Extract each line from the entries below that has the string "PathBuf" in it.

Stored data

**********

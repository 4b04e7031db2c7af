// SPDX-License-Identifier: MIT OR Apache-2.0
// Copyright (c) 2025 pipegraph contributors

//! Batch output
//!
//! Renders a list of graphs either to one shared stream or to one file per
//! graph. Both paths stop at the first failure; files written before the
//! failure are left in place.

use std::io::Write;
use std::path::{Path, PathBuf};
use tracing::{debug, info};

use crate::errors::{GraphError, GraphResult};
use crate::format::CodecRegistry;
use crate::pipeline::TaskGraph;

/// Render every graph and write it to `writer`, each followed by a blank line
pub fn print_all_graphs<W: Write>(
    graphs: &[TaskGraph],
    format: &str,
    with_task_ref: bool,
    writer: &mut W,
) -> GraphResult<()> {
    let registry = CodecRegistry::default();

    for graph in graphs {
        let output = registry
            .render(graph, format, with_task_ref)
            .map_err(GraphError::generate)?;

        debug!(pipeline = %graph.pipeline_name(), format, "printing graph");
        writeln!(writer, "{}", output).map_err(|source| GraphError::WriteOutput { source })?;
    }

    writer
        .flush()
        .map_err(|source| GraphError::WriteOutput { source })
}

/// Render every graph into `dir/{pipeline_name}.{format}`.
///
/// `dir` is created if missing. A graph whose name matches an earlier one
/// overwrites its file. Returns the written paths in input order.
pub fn write_all_graphs(
    graphs: &[TaskGraph],
    format: &str,
    dir: &Path,
    with_task_ref: bool,
) -> GraphResult<Vec<PathBuf>> {
    std::fs::create_dir_all(dir).map_err(|source| GraphError::CreateDir {
        path: dir.to_path_buf(),
        source,
    })?;

    let registry = CodecRegistry::default();
    let mut written = Vec::with_capacity(graphs.len());

    for graph in graphs {
        let output = registry
            .render(graph, format, with_task_ref)
            .map_err(GraphError::generate)?;

        let path = dir.join(format!("{}.{}", graph.pipeline_name(), format));
        std::fs::write(&path, output).map_err(|source| GraphError::WriteFile {
            path: path.clone(),
            source,
        })?;

        info!(pipeline = %graph.pipeline_name(), path = %path.display(), "wrote graph");
        written.push(path);
    }

    Ok(written)
}
// SPDX-License-Identifier: MIT OR Apache-2.0
// Copyright (c) 2025 pipegraph contributors

//! CLI command definitions and handlers
//!
//! Defines the command-line interface for pipegraph.

pub mod graph;

use clap::{Args, Parser, Subcommand};
use std::path::PathBuf;

/// Pipeline task graph renderer
///
/// Draw the task dependencies of pipelines and pipeline runs.
#[derive(Parser, Debug)]
#[clap(
    name = "pipegraph",
    version,
    about = "Render pipeline task dependencies as DOT, PlantUML or Mermaid",
    long_about = None,
    after_help = "Examples:\n\
        pipegraph pipeline graph -f tekton/              Print every pipeline as DOT\n\
        pipegraph pipeline graph build -f build.yaml     Print a single pipeline\n\
        pipegraph pipelinerun graph --output-format mmd --output-dir out\n\n\
        See 'pipegraph <command> --help' for more information on a specific command."
)]
pub struct Cli {
    #[clap(subcommand)]
    pub command: Commands,

    /// Enable verbose output
    #[clap(short, long, global = true)]
    pub verbose: bool,

    /// Change to directory before executing
    #[clap(short = 'C', long, global = true, value_name = "DIR")]
    pub directory: Option<PathBuf>,
}

#[derive(Subcommand, Debug)]
pub enum Commands {
    /// Work with Pipelines
    #[clap(alias = "p")]
    Pipeline {
        #[clap(subcommand)]
        action: GraphAction,
    },

    /// Work with PipelineRuns
    #[clap(name = "pipelinerun", alias = "pr")]
    PipelineRun {
        #[clap(subcommand)]
        action: GraphAction,
    },
}

/// Actions available on pipelines and pipeline runs
#[derive(Subcommand, Debug, Clone)]
pub enum GraphAction {
    /// Generates Graph
    #[clap(alias = "g")]
    Graph(GraphArgs),
}

/// Options of the graph command
#[derive(Args, Debug, Clone)]
pub struct GraphArgs {
    /// Name to draw (default: all)
    pub name: Option<String>,

    /// Manifest files, directories or glob patterns
    #[clap(short, long = "filename", value_name = "PATH", default_value = ".")]
    pub filename: Vec<String>,

    /// The output format (dot - DOT, puml - PlantUML or mmd - Mermaid)
    #[clap(long, default_value = "dot", env = "PIPEGRAPH_OUTPUT_FORMAT")]
    pub output_format: String,

    /// The directory to save the output files. Otherwise, the output is printed to the screen
    #[clap(long, value_name = "DIR", env = "PIPEGRAPH_OUTPUT_DIR")]
    pub output_dir: Option<PathBuf>,

    /// Include TaskRefName information in the output
    #[clap(long, env = "PIPEGRAPH_WITH_TASK_REF")]
    pub with_task_ref: bool,
}

/// Which manifests a graph command draws
#[derive(Debug, Clone, Copy, PartialEq, Eq)]
pub enum ResourceKind {
    Pipeline,
    PipelineRun,
}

**********

Task solution -
use std::path::{Path, PathBuf};
) -> GraphResult<Vec<PathBuf>> {
use std::path::PathBuf;
    pub directory: Option<PathBuf>,
    pub output_dir: Option<PathBuf>,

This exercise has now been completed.